Sou daquele tipo de pessoa que não acredita que mudamos muito nos últimos tempos; para dizer a verdade, acho que, quando pensamos na humanidade, a Pré-História deveria ser mais levada a sério do que surtos como a Revolução Francesa ou coisas passageiras como eleições democráticas. 

Ou melhor, a Revolução Francesa deveria ser lida como mais um surto da violência natural que caracteriza toda manifestação de multidões desde o Paleolítico. Gostamos de matar e pronto. E a ideia de "um mundo melhor" é tão metafisica quanto os milenarismos medievais ou o monte Olimpo de Zeus. 
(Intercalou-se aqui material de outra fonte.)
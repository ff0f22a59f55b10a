use serde::{Deserialize, Serialize};
use std::fmt;
use uuid::Uuid;

/// Message ID type for type safety
///
/// Outbound messages get a generated v4 uuid; inbound ids are carried
/// verbatim since peers may use their own id scheme.
#[derive(Debug, Clone, PartialEq, Eq, Hash, Serialize, Deserialize)]
#[serde(transparent)]
pub struct MessageId(String);

impl MessageId {
	#[must_use]
	pub fn generate() -> Self {
		Self(Uuid::new_v4().to_string())
	}

	pub fn new(id: impl Into<String>) -> Self {
		Self(id.into())
	}

	#[must_use]
	pub fn as_str(&self) -> &str {
		&self.0
	}
}

impl fmt::Display for MessageId {
	fn fmt(&self, f: &mut fmt::Formatter<'_>) -> fmt::Result {
		write!(f, "{}", self.0)
	}
}

impl From<String> for MessageId {
	fn from(id: String) -> Self {
		Self(id)
	}
}

impl From<&str> for MessageId {
	fn from(id: &str) -> Self {
		Self(id.to_string())
	}
}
Voltemos às religiões. Fenômeno mais essencial do que a política (aliás, só quando vira religião a política reúne multidões, como os fanáticos que creem na política como salvação), e, mais determinante, a religião deita raízes, como tudo mais de humano, na força que de fato nos forma, o desejo, que em nós é atávico como nosso cérebro réptil. E o réptil em nós goza no desejo. 


Em nós, o desejo é metafísico, isto é, desejamos um mundo imaterial e eterno, no qual a força dos deuses é nossa, e nela não somos os miseráveis que somos. E para ter esse mundo nos fazemos ainda mais miseráveis, porque nosso pensamento e nossas ideias servem a esse desejo, e não o contrário. Por isso, seguimos picaretas de todos os tipos, que dizem representar os deuses, os santos, os espíritos que controlariam nossos destinos, fracassos e sucessos. No fundo, querem dinheiro, sempre dinheiro. 

Não somos seres de razão, somos seres de desejo. É na Pré-História que encontramos a melhor compreensão de nossa "natureza", e não em teorias escritas em gabinetes sofisticados. Em cada um de nós vive um Australopithecus pronto a romper seu exílio em nossas maneiras afetadas de civilizados. 

A religião, em grande parte, "organiza os delírios" de nossa mente animal e irracional. Em nós, a razão é superficial como espuma. Mas, diga-se, uma espuma que deve ser cultivada a todo custo. 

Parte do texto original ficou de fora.